-- BRIEF --
Transcribe, verbatim, every line from the start of the entries through the line that contains "Per provider, in"; include both boundary lines and omit all others.

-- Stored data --
-- Opening Marker --

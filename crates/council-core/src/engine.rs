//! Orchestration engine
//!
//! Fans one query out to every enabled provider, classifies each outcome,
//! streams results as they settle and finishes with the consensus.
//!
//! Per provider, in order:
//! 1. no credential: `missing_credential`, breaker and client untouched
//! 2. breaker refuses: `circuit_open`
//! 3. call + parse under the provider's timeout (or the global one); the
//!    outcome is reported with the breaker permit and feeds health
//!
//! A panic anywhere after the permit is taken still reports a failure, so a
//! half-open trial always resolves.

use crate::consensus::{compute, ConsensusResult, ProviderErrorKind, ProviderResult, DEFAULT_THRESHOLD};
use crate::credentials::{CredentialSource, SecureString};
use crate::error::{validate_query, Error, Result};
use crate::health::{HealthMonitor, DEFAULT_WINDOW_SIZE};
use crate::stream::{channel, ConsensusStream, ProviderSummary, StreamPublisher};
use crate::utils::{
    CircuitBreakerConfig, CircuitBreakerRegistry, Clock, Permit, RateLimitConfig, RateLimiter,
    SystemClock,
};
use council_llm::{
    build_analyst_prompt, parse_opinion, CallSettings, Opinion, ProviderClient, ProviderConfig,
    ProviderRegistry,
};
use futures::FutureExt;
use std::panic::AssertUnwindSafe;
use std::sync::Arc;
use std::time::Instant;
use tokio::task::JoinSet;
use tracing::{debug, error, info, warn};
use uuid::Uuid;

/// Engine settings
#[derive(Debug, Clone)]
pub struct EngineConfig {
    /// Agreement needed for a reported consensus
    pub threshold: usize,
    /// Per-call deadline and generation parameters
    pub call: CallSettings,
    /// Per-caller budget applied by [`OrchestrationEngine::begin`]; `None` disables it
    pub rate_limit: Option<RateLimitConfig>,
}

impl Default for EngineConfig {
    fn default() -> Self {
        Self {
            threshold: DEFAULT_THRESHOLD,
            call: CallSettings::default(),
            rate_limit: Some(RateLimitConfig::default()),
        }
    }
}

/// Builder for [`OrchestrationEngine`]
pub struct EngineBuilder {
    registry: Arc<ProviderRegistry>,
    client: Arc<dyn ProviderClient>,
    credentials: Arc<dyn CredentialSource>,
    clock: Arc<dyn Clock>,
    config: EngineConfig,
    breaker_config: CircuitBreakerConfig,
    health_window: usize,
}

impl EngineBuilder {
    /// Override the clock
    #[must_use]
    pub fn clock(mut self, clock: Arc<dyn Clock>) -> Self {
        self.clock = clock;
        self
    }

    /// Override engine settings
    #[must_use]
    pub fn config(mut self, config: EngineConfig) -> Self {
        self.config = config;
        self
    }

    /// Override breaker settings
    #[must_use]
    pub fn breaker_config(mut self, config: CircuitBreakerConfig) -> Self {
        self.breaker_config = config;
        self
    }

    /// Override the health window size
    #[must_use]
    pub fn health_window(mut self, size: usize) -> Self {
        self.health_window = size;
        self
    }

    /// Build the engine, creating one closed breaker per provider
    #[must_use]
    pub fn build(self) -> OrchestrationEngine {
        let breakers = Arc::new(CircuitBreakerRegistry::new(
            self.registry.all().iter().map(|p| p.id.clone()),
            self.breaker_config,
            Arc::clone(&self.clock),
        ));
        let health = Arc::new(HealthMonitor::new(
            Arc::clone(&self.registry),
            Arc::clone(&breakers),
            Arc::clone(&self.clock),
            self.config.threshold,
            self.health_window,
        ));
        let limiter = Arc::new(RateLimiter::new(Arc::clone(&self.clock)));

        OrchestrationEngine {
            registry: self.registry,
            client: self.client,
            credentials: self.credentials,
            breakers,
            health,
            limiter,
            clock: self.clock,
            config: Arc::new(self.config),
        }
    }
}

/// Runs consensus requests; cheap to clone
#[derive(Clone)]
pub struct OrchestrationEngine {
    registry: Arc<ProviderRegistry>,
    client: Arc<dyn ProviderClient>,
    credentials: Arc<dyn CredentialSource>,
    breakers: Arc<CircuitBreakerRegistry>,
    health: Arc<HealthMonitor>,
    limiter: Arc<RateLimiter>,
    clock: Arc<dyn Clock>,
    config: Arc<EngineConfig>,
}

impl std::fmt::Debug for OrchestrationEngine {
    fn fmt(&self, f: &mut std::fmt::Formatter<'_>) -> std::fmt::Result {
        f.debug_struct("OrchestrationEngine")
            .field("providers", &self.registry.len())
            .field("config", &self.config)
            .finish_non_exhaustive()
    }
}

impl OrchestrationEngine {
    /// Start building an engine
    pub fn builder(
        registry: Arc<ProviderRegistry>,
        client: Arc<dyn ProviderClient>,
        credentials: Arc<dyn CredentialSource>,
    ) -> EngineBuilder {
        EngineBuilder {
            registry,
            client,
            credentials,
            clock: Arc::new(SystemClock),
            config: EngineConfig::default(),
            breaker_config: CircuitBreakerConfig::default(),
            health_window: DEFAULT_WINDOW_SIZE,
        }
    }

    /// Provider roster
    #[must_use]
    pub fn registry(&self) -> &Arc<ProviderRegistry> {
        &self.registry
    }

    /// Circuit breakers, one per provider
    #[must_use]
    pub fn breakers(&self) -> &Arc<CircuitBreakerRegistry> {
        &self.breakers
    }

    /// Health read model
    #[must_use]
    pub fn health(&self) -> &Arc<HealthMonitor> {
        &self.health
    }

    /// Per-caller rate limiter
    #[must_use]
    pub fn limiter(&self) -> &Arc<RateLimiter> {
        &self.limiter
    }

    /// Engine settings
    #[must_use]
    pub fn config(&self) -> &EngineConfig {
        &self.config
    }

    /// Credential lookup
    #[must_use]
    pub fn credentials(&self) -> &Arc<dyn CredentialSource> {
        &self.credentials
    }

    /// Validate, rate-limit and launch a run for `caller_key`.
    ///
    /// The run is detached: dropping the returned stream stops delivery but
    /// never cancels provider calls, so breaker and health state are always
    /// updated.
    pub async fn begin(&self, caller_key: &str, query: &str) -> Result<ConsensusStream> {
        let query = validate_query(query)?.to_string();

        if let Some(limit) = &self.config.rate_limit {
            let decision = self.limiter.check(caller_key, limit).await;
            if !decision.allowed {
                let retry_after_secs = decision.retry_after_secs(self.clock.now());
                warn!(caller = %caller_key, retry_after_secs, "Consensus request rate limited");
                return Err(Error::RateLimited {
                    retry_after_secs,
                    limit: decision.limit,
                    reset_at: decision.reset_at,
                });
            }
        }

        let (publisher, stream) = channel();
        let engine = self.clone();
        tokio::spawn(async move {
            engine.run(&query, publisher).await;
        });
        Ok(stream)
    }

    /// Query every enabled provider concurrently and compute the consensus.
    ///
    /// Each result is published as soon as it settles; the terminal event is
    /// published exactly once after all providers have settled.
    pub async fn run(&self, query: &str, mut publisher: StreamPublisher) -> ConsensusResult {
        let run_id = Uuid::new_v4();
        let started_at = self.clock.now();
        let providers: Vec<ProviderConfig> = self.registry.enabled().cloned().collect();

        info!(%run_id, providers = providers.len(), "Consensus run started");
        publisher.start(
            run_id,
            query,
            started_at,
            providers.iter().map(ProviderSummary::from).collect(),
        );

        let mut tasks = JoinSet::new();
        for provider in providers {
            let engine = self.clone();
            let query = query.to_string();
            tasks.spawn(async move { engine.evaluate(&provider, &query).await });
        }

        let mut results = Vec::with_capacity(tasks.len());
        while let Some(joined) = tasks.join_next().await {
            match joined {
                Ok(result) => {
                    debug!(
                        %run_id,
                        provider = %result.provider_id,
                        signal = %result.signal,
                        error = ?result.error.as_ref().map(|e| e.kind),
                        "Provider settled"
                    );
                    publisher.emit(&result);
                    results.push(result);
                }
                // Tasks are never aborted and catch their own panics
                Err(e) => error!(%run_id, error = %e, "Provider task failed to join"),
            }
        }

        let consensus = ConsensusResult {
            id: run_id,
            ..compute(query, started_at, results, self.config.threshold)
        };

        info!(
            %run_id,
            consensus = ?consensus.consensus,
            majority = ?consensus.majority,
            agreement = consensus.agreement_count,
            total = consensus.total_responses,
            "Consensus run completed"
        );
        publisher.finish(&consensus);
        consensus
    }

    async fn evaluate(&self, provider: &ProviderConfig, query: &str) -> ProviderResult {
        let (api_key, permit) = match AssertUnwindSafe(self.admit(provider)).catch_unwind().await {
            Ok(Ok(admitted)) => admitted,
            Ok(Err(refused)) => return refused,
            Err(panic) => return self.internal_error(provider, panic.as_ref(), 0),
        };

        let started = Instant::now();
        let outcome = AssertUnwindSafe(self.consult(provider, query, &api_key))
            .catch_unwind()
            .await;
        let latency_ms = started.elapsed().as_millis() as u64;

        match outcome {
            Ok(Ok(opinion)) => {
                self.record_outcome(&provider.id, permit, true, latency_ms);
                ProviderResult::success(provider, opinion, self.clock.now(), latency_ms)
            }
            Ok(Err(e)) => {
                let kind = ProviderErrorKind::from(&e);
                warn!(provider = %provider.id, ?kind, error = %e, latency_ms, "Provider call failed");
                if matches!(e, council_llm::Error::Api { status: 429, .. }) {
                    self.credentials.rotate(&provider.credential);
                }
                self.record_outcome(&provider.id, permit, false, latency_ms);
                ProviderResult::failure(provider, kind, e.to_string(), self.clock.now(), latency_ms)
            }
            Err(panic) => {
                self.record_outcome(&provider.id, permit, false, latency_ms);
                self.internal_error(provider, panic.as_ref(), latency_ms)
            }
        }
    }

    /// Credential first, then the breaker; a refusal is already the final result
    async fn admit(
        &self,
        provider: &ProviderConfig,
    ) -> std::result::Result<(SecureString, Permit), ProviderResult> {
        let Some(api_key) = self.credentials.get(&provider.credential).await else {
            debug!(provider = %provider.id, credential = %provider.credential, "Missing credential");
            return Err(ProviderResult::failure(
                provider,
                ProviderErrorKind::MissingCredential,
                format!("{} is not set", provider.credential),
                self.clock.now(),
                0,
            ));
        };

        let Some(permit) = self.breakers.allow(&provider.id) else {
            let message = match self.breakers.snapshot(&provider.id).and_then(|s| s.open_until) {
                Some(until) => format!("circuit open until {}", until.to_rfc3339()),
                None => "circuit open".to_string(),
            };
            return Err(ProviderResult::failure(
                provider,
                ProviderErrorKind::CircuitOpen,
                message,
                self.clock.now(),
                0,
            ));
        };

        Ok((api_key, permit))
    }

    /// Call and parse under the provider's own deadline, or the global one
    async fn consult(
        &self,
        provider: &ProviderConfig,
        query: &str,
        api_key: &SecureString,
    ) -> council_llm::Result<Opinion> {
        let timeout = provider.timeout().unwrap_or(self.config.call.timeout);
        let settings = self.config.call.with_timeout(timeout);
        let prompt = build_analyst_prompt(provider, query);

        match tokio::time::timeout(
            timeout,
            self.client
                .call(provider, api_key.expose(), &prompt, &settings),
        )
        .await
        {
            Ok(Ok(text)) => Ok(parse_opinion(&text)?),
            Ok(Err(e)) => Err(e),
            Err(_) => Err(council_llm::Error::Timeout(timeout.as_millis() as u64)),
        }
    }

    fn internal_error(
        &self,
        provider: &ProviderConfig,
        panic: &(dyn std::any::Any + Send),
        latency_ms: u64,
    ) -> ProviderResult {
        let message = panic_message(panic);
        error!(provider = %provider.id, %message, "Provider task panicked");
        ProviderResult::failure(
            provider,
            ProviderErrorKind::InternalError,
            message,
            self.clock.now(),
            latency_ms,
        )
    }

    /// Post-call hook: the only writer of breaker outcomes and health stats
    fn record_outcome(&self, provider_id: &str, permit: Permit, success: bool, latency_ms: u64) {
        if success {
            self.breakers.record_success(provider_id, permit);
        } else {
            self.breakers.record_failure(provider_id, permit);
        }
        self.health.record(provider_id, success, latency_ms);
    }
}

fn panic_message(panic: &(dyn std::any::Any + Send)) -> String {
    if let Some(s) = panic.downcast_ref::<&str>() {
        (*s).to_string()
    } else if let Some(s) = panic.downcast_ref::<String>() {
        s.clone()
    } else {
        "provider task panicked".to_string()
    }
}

-- Closing Marker --

-- TASK OUTPUT --
filename crates/council-core/src/engine.rs
//! Orchestration engine
//!
//! Fans one query out to every enabled provider, classifies each outcome,
//! streams results as they settle and finishes with the consensus.
//!
//! Per provider, in order:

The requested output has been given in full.